### WHAT YOU NEED TO DO
Reproduce the lines of the listing exactly, beginning at the top, until the line with "which keeps the" has been reproduced too.

Start of INPUT FOR THIS TASK

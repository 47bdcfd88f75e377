use std::{fmt, sync::Arc};

use super::JumpPolicy;

/// Who decides when an actor jumps.
#[derive(Clone, derive_more::IsVariant)]
pub enum Controller {
    /// Jumps only when [`Actor::request_jump`] is called, e.g. from keyboard input.
    Manual,
    /// Asks the policy every step.
    Policy(Arc<dyn JumpPolicy>),
}

impl fmt::Debug for Controller {
    fn fmt(&self, f: &mut fmt::Formatter<'_>) -> fmt::Result {
        match self {
            Self::Manual => f.write_str("Manual"),
            Self::Policy(_) => f.write_str("Policy(..)"),
        }
    }
}

/// A single flying actor.
///
/// Actors start alive and die when they leave the play field or hit an
/// obstacle. Death is permanent unless godmode is enabled, which keeps the
/// actor alive and stops it from falling below the godmode floor.
#[derive(Debug, Clone)]
pub struct Actor {
    y: f64,
    velocity: f64,
    alive: bool,
    score: usize,
    godmode: bool,
    pending_action: f64,
    last_output: f64,
    controller: Controller,
}

impl Actor {
    #[must_use]
    pub fn new(controller: Controller, y: f64) -> Self {
        Self {
            y,
            velocity: 0.0,
            alive: true,
            score: 0,
            godmode: false,
            pending_action: 0.0,
            last_output: 0.0,
            controller,
        }
    }

    /// Vertical position of the top edge.
    #[must_use]
    pub fn y(&self) -> f64 {
        self.y
    }

    #[must_use]
    pub fn velocity(&self) -> f64 {
        self.velocity
    }

    #[must_use]
    pub fn is_alive(&self) -> bool {
        self.alive
    }

    /// Number of obstacles passed while alive.
    #[must_use]
    pub fn score(&self) -> usize {
        self.score
    }

    #[must_use]
    pub fn is_godmode(&self) -> bool {
        self.godmode
    }

    /// Most recent policy activation; `0.0` for manual actors.
    #[must_use]
    pub fn last_output(&self) -> f64 {
        self.last_output
    }

    #[must_use]
    pub fn controller(&self) -> &Controller {
        &self.controller
    }

    /// Asks the actor to jump on the next step.
    pub fn request_jump(&mut self) {
        self.pending_action = 1.0;
    }

    pub fn set_godmode(&mut self, godmode: bool) {
        self.godmode = godmode;
    }

    pub fn toggle_godmode(&mut self) {
        self.godmode = !self.godmode;
    }

    pub(crate) fn reset(&mut self, y: f64) {
        self.y = y;
        self.velocity = 0.0;
        self.alive = true;
        self.score = 0;
        self.pending_action = 0.0;
        self.last_output = 0.0;
    }

    pub(crate) fn kill(&mut self) {
        if !self.godmode {
            self.alive = false;
        }
    }

    pub(crate) fn award_pass(&mut self) {
        if self.alive {
            self.score += 1;
        }
    }

    /// Applies physics and the jump decision for one step.
    ///
    /// `sense` is only evaluated for policy-controlled actors outside godmode;
    /// a godmode actor only jumps on [`Self::request_jump`].
    pub(crate) fn update<F>(&mut self, gravity: f64, godmode_floor: f64, sense: F)
    where
        F: FnOnce(&Self) -> super::Sensors,
    {
        if self.godmode {
            self.alive = true;
        }
        if !self.alive {
            return;
        }

        self.y += self.velocity;
        self.velocity += gravity;
        if self.godmode && self.y > godmode_floor {
            self.y = godmode_floor;
            self.velocity = 0.0;
        }

        if let Controller::Policy(policy) = &self.controller
            && !self.godmode
        {
            let output = policy.jump_activation(&sense(self));
            self.pending_action = output;
            self.last_output = output;
        }
    }

    /// Consumes the pending action, returning whether it triggers a jump.
    pub(crate) fn take_jump(&mut self, threshold: f64, jump_velocity: f64) -> bool {
        if !self.alive || self.pending_action <= threshold {
            return false;
        }
        self.velocity = jump_velocity;
        self.pending_action = 0.0;
        true
    }
}
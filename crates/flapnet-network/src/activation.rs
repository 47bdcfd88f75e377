//! Elementwise activation functions used by network evaluation.

/// Logistic sigmoid, mapping any real input into `(0, 1)`.
///
/// # Examples
///
/// ```
/// use flapnet_network::activation::sigmoid;
///
/// assert_eq!(sigmoid(0.0), 0.5);
/// assert!(sigmoid(10.0) > 0.99);
/// assert!(sigmoid(-10.0) < 0.01);
/// ```
#[must_use]
pub fn sigmoid(x: f64) -> f64 {
    1.0 / (1.0 + (-x).exp())
}

/// Softmax over a slice of logits.
///
/// The maximum logit is subtracted before exponentiation so large inputs do
/// not overflow. Returns an empty vector for empty input.
///
/// # Examples
///
/// ```
/// use flapnet_network::activation::softmax;
///
/// let probs = softmax(&[1.0, 1.0]);
/// assert_eq!(probs, vec![0.5, 0.5]);
/// ```
#[must_use]
pub fn softmax(logits: &[f64]) -> Vec<f64> {
    let Some(max) = logits.iter().copied().reduce(f64::max) else {
        return vec![];
    };
    let exps = logits.iter().map(|v| (v - max).exp()).collect::<Vec<_>>();
    let sum = exps.iter().sum::<f64>();
    exps.into_iter().map(|e| e / sum).collect()
}
//! Small numeric helpers shared by scoring and training code.

/// Scores how close `actual` is to `target` within the range `[lowest, highest]`.
///
/// The score is measured from whichever boundary lies nearer to `target`:
/// values on the far side of the range earn nothing and values at the near
/// boundary earn `maximum_reward`. The result is never negative.
///
/// A degenerate range (`lowest == highest`) awards `maximum_reward` only on an
/// exact match and `0.0` otherwise.
///
/// # Examples
///
/// ```
/// use flapnet_network::math::similarity_score;
///
/// assert_eq!(similarity_score(1.0, 1.0, 10.0, 0.0, 1.0), 10.0);
/// assert_eq!(similarity_score(1.0, 0.0, 10.0, 0.0, 1.0), 0.0);
/// assert_eq!(similarity_score(2.0, 2.0, 5.0, 2.0, 2.0), 5.0);
/// ```
#[must_use]
#[allow(clippy::float_cmp)]
pub fn similarity_score(
    target: f64,
    actual: f64,
    maximum_reward: f64,
    lowest: f64,
    highest: f64,
) -> f64 {
    if lowest == highest {
        return if actual == target { maximum_reward } else { 0.0 };
    }

    let range = highest - lowest;
    let normalized_diff = if (target - lowest).abs() < (target - highest).abs() {
        (actual - lowest) / range
    } else {
        (highest - actual) / range
    };
    f64::max(0.0, maximum_reward - normalized_diff * maximum_reward)
}

/// Rounds `value` to the given number of decimal places.
///
/// # Examples
///
/// ```
/// use flapnet_network::math::round_to_decimal;
///
/// assert_eq!(round_to_decimal(1.23456, 4), 1.2346);
/// assert_eq!(round_to_decimal(-0.5, 0), -1.0);
/// ```
#[must_use]
pub fn round_to_decimal(value: f64, places: i32) -> f64 {
    let shift = 10f64.powi(places);
    (value * shift).round() / shift
}

/// Converts a flag into `1.0` or `0.0`.
#[must_use]
pub fn bool_to_f64(b: bool) -> f64 {
    if b { 1.0 } else { 0.0 }
}

/// Maps a value in `[-1, 1]` onto a byte in `[0, 255]`.
///
/// Values outside the range saturate.
#[must_use]
#[allow(clippy::cast_possible_truncation, clippy::cast_sign_loss)]
pub fn quantize(value: f64) -> u8 {
    ((value + 1.0) * 127.5).clamp(0.0, 255.0) as u8
}

#[cfg(test)]
mod tests {
    use super::*;

    #[test]
    fn test_similarity_score_near_lower_bound() {
        // target sits at the low end, so reward shrinks as actual grows
        assert_eq!(similarity_score(0.0, 0.0, 4.0, 0.0, 10.0), 4.0);
        assert_eq!(similarity_score(0.0, 5.0, 4.0, 0.0, 10.0), 2.0);
        assert_eq!(similarity_score(0.0, 10.0, 4.0, 0.0, 10.0), 0.0);
    }

    #[test]
    fn test_similarity_score_near_upper_bound() {
        assert_eq!(similarity_score(9.0, 10.0, 4.0, 0.0, 10.0), 4.0);
        assert_eq!(similarity_score(9.0, 5.0, 4.0, 0.0, 10.0), 2.0);
    }

    #[test]
    fn test_similarity_score_never_negative() {
        assert_eq!(similarity_score(0.0, 20.0, 4.0, 0.0, 10.0), 0.0);
    }

    #[test]
    fn test_similarity_score_degenerate_range() {
        assert_eq!(similarity_score(3.0, 3.0, 7.0, 1.0, 1.0), 7.0);
        assert_eq!(similarity_score(3.0, 2.9, 7.0, 1.0, 1.0), 0.0);
    }

    #[test]
    fn test_round_to_decimal() {
        assert_eq!(round_to_decimal(12.345_649, 4), 12.3456);
        assert_eq!(round_to_decimal(12.345_65, 2), 12.35);
        assert_eq!(round_to_decimal(7.0, 4), 7.0);
    }

    #[test]
    fn test_bool_to_f64() {
        assert_eq!(bool_to_f64(true), 1.0);
        assert_eq!(bool_to_f64(false), 0.0);
    }

    #[test]
    fn test_quantize() {
        assert_eq!(quantize(-1.0), 0);
        assert_eq!(quantize(0.0), 127);
        assert_eq!(quantize(1.0), 255);
        assert_eq!(quantize(3.0), 255);
        assert_eq!(quantize(-3.0), 0);
    }
}
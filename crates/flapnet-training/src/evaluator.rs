//! Fitness evaluation of a single candidate.
//!
//! A candidate is scored by letting its network fly one actor through a fresh
//! headless [`World`] until the actor dies. Fitness is [`World::fitness`]:
//! the number of obstacles passed plus a proximity bonus for how close the
//! actor got to the next one.
//!
//! Two limits end an evaluation early:
//!
//! - **Success threshold** - once fitness exceeds it the candidate is
//!   considered solved and the trainer stops after the current generation
//! - **Step budget** - bounds the latency of an actor that never dies

use std::sync::Arc;

use flapnet_engine::{Controller, SimulationConfig, World};
use flapnet_network::NeuralNetwork;

/// How an evaluation ended.
#[derive(Debug, Clone, Copy, PartialEq, Eq, derive_more::IsVariant)]
pub enum EvaluationOutcome {
    /// The actor died.
    Terminated,
    /// Fitness exceeded the success threshold.
    Succeeded,
    /// The step budget ran out while the actor was still alive.
    StepBudgetExhausted,
}

/// Result of evaluating one candidate.
#[derive(Debug, Clone, Copy, PartialEq)]
pub struct Evaluation {
    pub fitness: f64,
    /// Network output of the last decision the actor made.
    pub last_output: f64,
    pub steps: u64,
    pub outcome: EvaluationOutcome,
}

/// Plays candidates through headless worlds.
#[derive(Debug, Clone)]
pub struct FitnessEvaluator {
    simulation: SimulationConfig,
    max_steps: u64,
    success_threshold: f64,
}

impl FitnessEvaluator {
    #[must_use]
    pub fn new(simulation: SimulationConfig, max_steps: u64, success_threshold: f64) -> Self {
        Self {
            simulation,
            max_steps,
            success_threshold,
        }
    }

    /// Evaluates `network` in a world seeded with `seed`.
    ///
    /// Worlds built from the same seed spawn the same obstacles, so candidates
    /// evaluated with one seed are compared on equal terms.
    #[must_use]
    pub fn evaluate(&self, network: Arc<NeuralNetwork>, seed: u64) -> Evaluation {
        let mut world = World::new(
            self.simulation.clone(),
            seed,
            [Controller::Policy(network)],
        );

        let outcome = loop {
            if world.is_terminated() {
                break EvaluationOutcome::Terminated;
            }
            if world.steps() >= self.max_steps {
                break EvaluationOutcome::StepBudgetExhausted;
            }
            world.step();
            if world.fitness() > self.success_threshold {
                break EvaluationOutcome::Succeeded;
            }
        };

        Evaluation {
            fitness: world.fitness(),
            last_output: world.actors()[0].last_output(),
            steps: world.steps(),
            outcome,
        }
    }
}

#[cfg(test)]
mod tests {
    use rand::SeedableRng as _;
    use rand_pcg::Pcg32;

    use super::*;

    fn network(seed: u64) -> Arc<NeuralNetwork> {
        let mut rng = Pcg32::seed_from_u64(seed);
        Arc::new(NeuralNetwork::new(&[6, 4, 1], &mut rng).copy_and_mutate(1.0, &mut rng))
    }

    #[test]
    fn test_falling_candidate_terminates() {
        let evaluator = FitnessEvaluator::new(SimulationConfig::default(), 100_000, 50_000.0);
        let mut rng = Pcg32::seed_from_u64(0);
        // zero weights give exactly 0.5, which never triggers a jump
        let nn = NeuralNetwork::new(&[6, 4, 1], &mut rng);
        let nn: NeuralNetwork = serde_json::from_value(zeroed_json(&nn)).unwrap();
        let eval = evaluator.evaluate(Arc::new(nn), 0);
        assert_eq!(eval.outcome, EvaluationOutcome::Terminated);
        assert!(eval.steps < 100);
        assert_eq!(eval.last_output, 0.5);
        // no obstacle passed; only the proximity bonus remains
        assert!(eval.fitness > 0.0 && eval.fitness < 1.0);
    }

    fn zeroed_json(nn: &NeuralNetwork) -> serde_json::Value {
        let mut value = serde_json::to_value(nn).unwrap();
        value["biases"] = serde_json::json!(vec![0.0; nn.biases().len()]);
        value
    }

    #[test]
    fn test_step_budget_stops_immortal_candidates() {
        let config = SimulationConfig {
            // without gravity an actor that never jumps hovers forever
            gravity: 0.0,
            screen_width: 10_000.0,
            ..SimulationConfig::default()
        };
        let evaluator = FitnessEvaluator::new(config, 500, 50_000.0);
        let mut rng = Pcg32::seed_from_u64(1);
        let nn = NeuralNetwork::new(&[6, 1], &mut rng);
        let nn: NeuralNetwork = serde_json::from_value(zeroed_json(&nn)).unwrap();
        let eval = evaluator.evaluate(Arc::new(nn), 0);
        assert_eq!(eval.outcome, EvaluationOutcome::StepBudgetExhausted);
        assert_eq!(eval.steps, 500);
    }

    #[test]
    fn test_success_threshold_ends_evaluation() {
        // the proximity bonus alone exceeds a tiny threshold right away
        let evaluator = FitnessEvaluator::new(SimulationConfig::default(), 1_000, 0.0);
        let eval = evaluator.evaluate(network(2), 0);
        assert_eq!(eval.outcome, EvaluationOutcome::Succeeded);
        assert_eq!(eval.steps, 1);
    }

    #[test]
    fn test_same_seed_same_fitness() {
        let evaluator = FitnessEvaluator::new(SimulationConfig::default(), 50_000, 50_000.0);
        let nn = network(3);
        let a = evaluator.evaluate(Arc::clone(&nn), 17);
        let b = evaluator.evaluate(nn, 17);
        assert_eq!(a, b);
    }
}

End of INPUT FOR THIS TASK

### WRITTEN RESPONSE
repository 47bdcfd88f75e377
use std::{fmt, sync::Arc};

use super::JumpPolicy;

/// Who decides when an actor jumps.
#[derive(Clone, derive_more::IsVariant)]
pub enum Controller {
    /// Jumps only when [`Actor::request_jump`] is called, e.g. from keyboard input.
    Manual,
    /// Asks the policy every step.
    Policy(Arc<dyn JumpPolicy>),
}

impl fmt::Debug for Controller {
    fn fmt(&self, f: &mut fmt::Formatter<'_>) -> fmt::Result {
        match self {
            Self::Manual => f.write_str("Manual"),
            Self::Policy(_) => f.write_str("Policy(..)"),
        }
    }
}

/// A single flying actor.
///
/// Actors start alive and die when they leave the play field or hit an
/// obstacle. Death is permanent unless godmode is enabled, which keeps the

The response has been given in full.